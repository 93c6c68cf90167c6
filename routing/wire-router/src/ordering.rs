//! Bend labeling, wire ordering, point materialization, and recombination.
//!
//! The passes here turn grown segment chains into final polylines:
//!
//! - **Labeling** walks wires depth-first, marking each bend INNIE (toward
//!   the obstacle center) or OUTIE by cross product. Wires that disagree
//!   with labels already placed by other wires flip to inverted once; a
//!   second disagreement splits the wire at the offending segment into a
//!   subpath that restarts labeling from there.
//! - **Ordering** sorts wires at shared corners by their cached bend
//!   angles, so the wire with the sharpest bend lands outermost.
//! - **Bending** materializes integer points, spending INNIE offsets in
//!   use order and OUTIE offsets in reverse use order, which hands every
//!   wire at a corner a distinct fan position.
//! - **Recombination** stitches subpaths back into their parents.

use wire_geom::{bend_cosine, cross_at};
use wire_model::{BendKind, Path, PathId, Seg};

use crate::router::Router;

impl Router {
    /// Labels every working wire's bends, splitting inconsistent wires.
    /// New subpaths are appended to `sub_paths` (and to the working set).
    pub(crate) fn label_paths(&mut self, sub_paths: &mut Vec<PathId>) {
        let mut stack: Vec<PathId> = self.working_paths.clone();

        while let Some(path_id) = stack.pop() {
            if !self.paths[path_id].is_marked {
                self.paths[path_id].is_marked = true;
                self.label_path(path_id, &mut stack, sub_paths);
            }
        }

        // The marks are reused by ordering.
        let working = self.working_paths.clone();
        for path_id in working {
            self.paths[path_id].is_marked = false;
        }
    }

    fn label_path(
        &mut self,
        path_id: PathId,
        stack: &mut Vec<PathId>,
        sub_paths: &mut Vec<PathId>,
    ) {
        let mut agree = false;
        let mut index = 0usize;

        while index + 1 < self.paths[path_id].grown_segments.len() {
            let seg = self.paths[path_id].grown_segments[index];
            let next_seg = self.paths[path_id].grown_segments[index + 1];
            let vertex_id = seg.end;

            let Some(obstacle_id) = self.vertices[vertex_id].obstacle else {
                index += 1;
                continue;
            };
            let center = self.obstacles[obstacle_id].center;
            let s_pos = self.vertices[seg.start].pos;
            let v_pos = self.vertices[vertex_id].pos;
            let cross = cross_at(s_pos, v_pos, center);

            let kind = self.vertices[vertex_id].kind;
            let inverted = self.paths[path_id].is_inverted;

            if kind == BendKind::NotSet {
                self.label_vertex(path_id, seg, cross);
            } else if !inverted
                && ((cross > 0 && kind == BendKind::Outie)
                    || (cross < 0 && kind == BendKind::Innie))
            {
                if agree {
                    // Second disagreement: split here and label the tail
                    // as its own wire.
                    let sub = self.split_path(path_id, index, sub_paths);
                    stack.push(sub);
                    return;
                }
                // First disagreement: this wire is inverted; fix the
                // labels it placed before it knew.
                self.paths[path_id].is_inverted = true;
                self.invert_prior(path_id, index);
            } else if inverted
                && ((cross < 0 && kind == BendKind::Outie)
                    || (cross > 0 && kind == BendKind::Innie))
            {
                let sub = self.split_path(path_id, index, sub_paths);
                stack.push(sub);
                return;
            } else {
                agree = true;
            }

            // Wires sharing this corner must label consistently with it.
            let vertex_paths = self.vertices[vertex_id].paths.clone();
            for other in vertex_paths {
                if let Some(other_path) = self.paths.get_mut(other) {
                    if !other_path.is_marked {
                        other_path.is_marked = true;
                        stack.push(other);
                    }
                }
            }

            let n_pos = self.vertices[next_seg.end].pos;
            let cosine = bend_cosine(s_pos, v_pos, n_pos);
            self.vertices[vertex_id].add_path(path_id, cosine);

            index += 1;
        }
    }

    /// Labels the vertex at the end of `seg` from the cross product sign,
    /// honoring the wire's inversion. A zero cross product inherits the
    /// preceding vertex's label, defaulting to INNIE.
    fn label_vertex(&mut self, path_id: PathId, seg: Seg, cross: i64) {
        let inverted = self.paths[path_id].is_inverted;
        let kind = if cross > 0 {
            if inverted {
                BendKind::Outie
            } else {
                BendKind::Innie
            }
        } else if cross < 0 {
            if inverted {
                BendKind::Innie
            } else {
                BendKind::Outie
            }
        } else {
            let prior = self.vertices[seg.start].kind;
            if prior == BendKind::NotSet {
                BendKind::Innie
            } else {
                prior
            }
        };
        self.vertices[seg.end].kind = kind;
    }

    fn invert_prior(&mut self, path_id: PathId, stop_index: usize) {
        let Self {
            paths, vertices, ..
        } = self;
        paths[path_id].invert_prior_vertices(stop_index, vertices);
    }

    /// Splits the wire at segment `seg_index`: the wire keeps segments up
    /// to and including it, the new subpath takes the rest and shares the
    /// boundary vertices.
    fn split_path(
        &mut self,
        path_id: PathId,
        seg_index: usize,
        sub_paths: &mut Vec<PathId>,
    ) -> PathId {
        let (tail, seg_start, old_end) = {
            let path = &mut self.paths[path_id];
            let tail = path.grown_segments[seg_index..].to_vec();
            path.grown_segments.truncate(seg_index + 1);
            let seg = tail[0];
            let old_end = path.end;
            path.end = seg.end;
            (tail, seg.start, old_end)
        };

        let mut sub = Path::new(seg_start, old_end);
        sub.grown_segments = tail;
        let sub_id = self.paths.insert(sub);

        self.paths[path_id].sub_path = Some(sub_id);
        self.working_paths.push(sub_id);
        sub_paths.push(sub_id);
        sub_id
    }

    /// Depth-first orders wires so that, at any shared corner, wires
    /// appear sharpest bend first.
    pub(crate) fn order_paths(&mut self) -> Vec<PathId> {
        let mut ordered = Vec::new();
        let working = self.working_paths.clone();
        for path_id in working {
            self.order_path(path_id, &mut ordered);
        }
        ordered
    }

    fn order_path(&mut self, path_id: PathId, ordered: &mut Vec<PathId>) {
        if self.paths[path_id].is_marked {
            return;
        }
        self.paths[path_id].is_marked = true;

        let segment_count = self.paths[path_id].grown_segments.len();
        for index in 0..segment_count.saturating_sub(1) {
            let vertex_id = self.paths[path_id].grown_segments[index].end;

            let Some(mut this_angle) = self.vertices[vertex_id].cached_cosines.get(&path_id).copied()
            else {
                continue;
            };
            if self.paths[path_id].is_inverted {
                this_angle = -this_angle;
            }

            let vertex_paths = self.vertices[vertex_id].paths.clone();
            for other in vertex_paths {
                let Some(other_path) = self.paths.get(other) else {
                    continue;
                };
                if other_path.is_marked {
                    continue;
                }
                let Some(mut other_angle) =
                    self.vertices[vertex_id].cached_cosines.get(&other).copied()
                else {
                    continue;
                };
                if other_path.is_inverted {
                    other_angle = -other_angle;
                }
                if other_angle < this_angle {
                    self.order_path(other, ordered);
                }
            }
        }

        ordered.push(path_id);
    }

    /// Materializes every wire's polyline, in fan-out order.
    ///
    /// INNIE bends consume offsets counting up, OUTIE bends counting down
    /// from the total, so the wires ordered first end up outermost on both
    /// sides of the fan.
    pub(crate) fn bend_paths(&mut self, ordered: &[PathId]) {
        for &path_id in ordered {
            // A wire that found no route keeps its empty polyline as the
            // "unroutable" signal.
            {
                let path = &self.paths[path_id];
                if path.segments.is_empty() && path.grown_segments.is_empty() {
                    continue;
                }
            }

            let start_pos = {
                let start = self.paths[path_id].start;
                self.vertices[start].pos
            };
            self.paths[path_id].points.push(start_pos);

            let grown = self.paths[path_id].grown_segments.clone();
            for (index, seg) in grown.iter().enumerate() {
                if index + 1 >= grown.len() {
                    break;
                }
                let vertex = &mut self.vertices[seg.end];
                let point = if vertex.kind == BendKind::Innie {
                    vertex.count += 1;
                    vertex.bend(vertex.count)
                } else {
                    let point = vertex.bend(vertex.total_count);
                    vertex.total_count -= 1;
                    point
                };
                self.paths[path_id].points.push(point);
            }

            let end_pos = {
                let end = self.paths[path_id].end;
                self.vertices[end].pos
            };
            self.paths[path_id].points.push(end_pos);
        }
    }

    /// Stitches every subpath chain back into its parent and retires the
    /// subpaths.
    pub(crate) fn recombine_subpaths(&mut self, ordered: &[PathId], sub_paths: &[PathId]) {
        for &path_id in ordered {
            // Collect the chain and merge deepest-first, so the walk never
            // recurses.
            let mut chain = vec![path_id];
            let mut current = path_id;
            while let Some(sub) = self.paths.get(current).and_then(|p| p.sub_path) {
                chain.push(sub);
                current = sub;
            }
            while chain.len() > 1 {
                let Some(child) = chain.pop() else {
                    break;
                };
                if let Some(&parent) = chain.last() {
                    self.merge_subpath(parent, child);
                }
            }
        }

        for &sub in sub_paths {
            self.working_paths.retain(|&p| p != sub);
            // Subpaths share their endpoint vertices with the parent, so
            // only the path entity itself is retired.
            self.paths.remove(sub);
        }
    }

    /// Folds `child` into `parent` at their shared split vertex. The split
    /// vertex drops out of the polyline: the wire no longer bends there.
    fn merge_subpath(&mut self, parent_id: PathId, child_id: PathId) {
        let (mut child_grown, mut child_points, child_visible, child_end) = {
            let child = &mut self.paths[child_id];
            (
                std::mem::take(&mut child.grown_segments),
                std::mem::take(&mut child.points),
                std::mem::take(&mut child.visible_obstacles),
                child.end,
            )
        };

        if child_grown.is_empty() {
            return;
        }
        let changed = child_grown.remove(0);
        if !child_points.is_empty() {
            child_points.remove(0);
        }

        let parent = &mut self.paths[parent_id];
        if let Some(last) = parent.grown_segments.last_mut() {
            last.end = changed.end;
        }
        parent.grown_segments.append(&mut child_grown);
        parent.points.pop();
        parent.points.append(&mut child_points);
        parent.visible_obstacles.extend_from(&child_visible);
        parent.end = child_end;
        parent.sub_path = None;
    }
}

#[cfg(test)]
#[allow(clippy::unwrap_used, clippy::float_cmp)]
mod tests {
    use super::*;
    use wire_geom::{GridPoint, GridRect};

    /// Route a single wire against one obstacle and run the passes up to
    /// labeling.
    fn routed_wire() -> (Router, PathId) {
        let mut router = Router::new();
        router.add_obstacle(GridRect::new(4, 0, 2, 10));
        let wire = router.add_path(GridPoint::new(0, 5), GridPoint::new(10, 5));
        router.paths[wire].threshold = 0.0;
        router.generate_shortest_path(wire).unwrap();
        // The solve loop resets vertex state (and seeds corner offsets with
        // the spacing) after each search.
        router.reset_vertices();
        router.count_vertices();
        router.check_vertex_intersections();
        router.grow_obstacles();
        (router, wire)
    }

    #[test]
    fn test_label_path_marks_bends_innie() {
        let (mut router, wire) = routed_wire();
        let mut subs = Vec::new();
        router.label_paths(&mut subs);
        assert!(subs.is_empty());

        // The wire wraps the obstacle's bottom corners, bending toward the
        // center both times.
        let grown = router.paths[wire].grown_segments.clone();
        for seg in &grown[..grown.len() - 1] {
            assert_eq!(router.vertices[seg.end].kind, BendKind::Innie);
        }
        // Labeling cached a bend angle for the wire at each corner.
        for seg in &grown[..grown.len() - 1] {
            assert!(router.vertices[seg.end].cached_cosines.contains_key(&wire));
        }
    }

    #[test]
    fn test_marks_are_cleared_for_ordering() {
        let (mut router, wire) = routed_wire();
        let mut subs = Vec::new();
        router.label_paths(&mut subs);
        assert!(!router.paths[wire].is_marked);
    }

    #[test]
    fn test_order_paths_emits_every_wire_once() {
        let (mut router, _) = routed_wire();
        let mut subs = Vec::new();
        router.label_paths(&mut subs);
        let ordered = router.order_paths();
        assert_eq!(ordered.len(), 1);
    }

    #[test]
    fn test_bend_paths_offsets_bends_outward() {
        let (mut router, wire) = routed_wire();
        let mut subs = Vec::new();
        router.label_paths(&mut subs);
        let ordered = router.order_paths();
        router.bend_paths(&ordered);

        let points = router.paths[wire].points.clone();
        assert_eq!(points.first(), Some(&GridPoint::new(0, 5)));
        assert_eq!(points.last(), Some(&GridPoint::new(10, 5)));
        assert_eq!(points.len(), 4);
        // The wire rounds the bottom of the obstacle (y up to 9), pushed
        // outward by the default spacing.
        assert!(points[1].y > 9);
        assert!(points[2].y > 9);
    }

    #[test]
    fn test_unroutable_wire_keeps_empty_points() {
        let mut router = Router::new();
        // Start boxed in by four overlapping walls; overlap matters, since
        // walls that only touch leave a routable seam along their
        // boundary rings.
        router.add_obstacle(GridRect::new(-20, -20, 40, 12));
        router.add_obstacle(GridRect::new(-20, 8, 40, 12));
        router.add_obstacle(GridRect::new(-20, -12, 12, 24));
        router.add_obstacle(GridRect::new(8, -12, 12, 24));
        let wire = router.add_path(GridPoint::new(0, 0), GridPoint::new(100, 0));

        router.solve().unwrap();
        assert!(router.points(wire).unwrap().is_empty());
    }
}
//! Integer grid geometry for diagram wire routing.
//!
//! This crate provides the foundational geometric types used by the wire
//! routing engine:
//!
//! - [`GridPoint`] - Integer 2D coordinates
//! - [`GridRect`] - Axis-aligned integer rectangles
//! - [`Compass`] - Bitmask describing where a point lies relative to a rectangle
//! - [`segment`] - Segment predicates: intersection, cross products, slope
//!   sign, and the signed bend cosine used for fanning wires out at a corner
//!
//! # Coordinate System
//!
//! Coordinates are discrete `i32` values with x growing rightward and y
//! growing downward, the usual screen convention for diagram editors.
//! Rectangle boundaries are inclusive of the top and left edges and exclusive
//! of the bottom and right edges, so a rectangle of width 1 covers exactly one
//! grid column.
//!
//! Continuous measurements (distances, cosines) are `f64` and go through
//! `nalgebra` points and vectors.
//!
//! # Example
//!
//! ```
//! use wire_geom::{Compass, GridPoint, GridRect};
//!
//! let rect = GridRect::new(10, 10, 5, 5);
//! assert!(rect.contains(GridPoint::new(10, 10)));
//! assert!(!rect.contains(GridPoint::new(15, 15)));
//!
//! // A point above and to the left of the rectangle
//! let pos = rect.position_of(GridPoint::new(0, 0));
//! assert_eq!(pos, Compass::NORTH_WEST);
//! ```
//!
//! # Feature Flags
//!
//! - `serde`: Enables serialization/deserialization for the value types

#![doc(html_root_url = "https://docs.rs/wire-geom/0.1.0")]
#![deny(clippy::unwrap_used, clippy::expect_used)]

pub mod compass;
pub mod point;
pub mod rect;
pub mod segment;

pub use compass::Compass;
pub use point::GridPoint;
pub use rect::GridRect;
pub use segment::{
    bend_cosine, cross_at, lines_intersect, relative_ccw, segments_intersect, slope_sign,
};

**TO DO**
Reproduce exactly the stretch of the material above that starts at the line with "let old_end = path.end;" and ends at the line with "let Some(other_path) = self.paths.get(other)", both included, and nothing else.

**TASK RESPONSE**
            let old_end = path.end;
            path.end = seg.end;
            (tail, seg.start, old_end)
        };

        let mut sub = Path::new(seg_start, old_end);
        sub.grown_segments = tail;
        let sub_id = self.paths.insert(sub);

        self.paths[path_id].sub_path = Some(sub_id);
        self.working_paths.push(sub_id);
        sub_paths.push(sub_id);
        sub_id
    }

    /// Depth-first orders wires so that, at any shared corner, wires
    /// appear sharpest bend first.
    pub(crate) fn order_paths(&mut self) -> Vec<PathId> {
        let mut ordered = Vec::new();
        let working = self.working_paths.clone();
        for path_id in working {
            self.order_path(path_id, &mut ordered);
        }
        ordered
    }

    fn order_path(&mut self, path_id: PathId, ordered: &mut Vec<PathId>) {
        if self.paths[path_id].is_marked {
            return;
        }
        self.paths[path_id].is_marked = true;

        let segment_count = self.paths[path_id].grown_segments.len();
        for index in 0..segment_count.saturating_sub(1) {
            let vertex_id = self.paths[path_id].grown_segments[index].end;

            let Some(mut this_angle) = self.vertices[vertex_id].cached_cosines.get(&path_id).copied()
            else {
                continue;
            };
            if self.paths[path_id].is_inverted {
                this_angle = -this_angle;
            }

            let vertex_paths = self.vertices[vertex_id].paths.clone();
            for other in vertex_paths {
                let Some(other_path) = self.paths.get(other) else {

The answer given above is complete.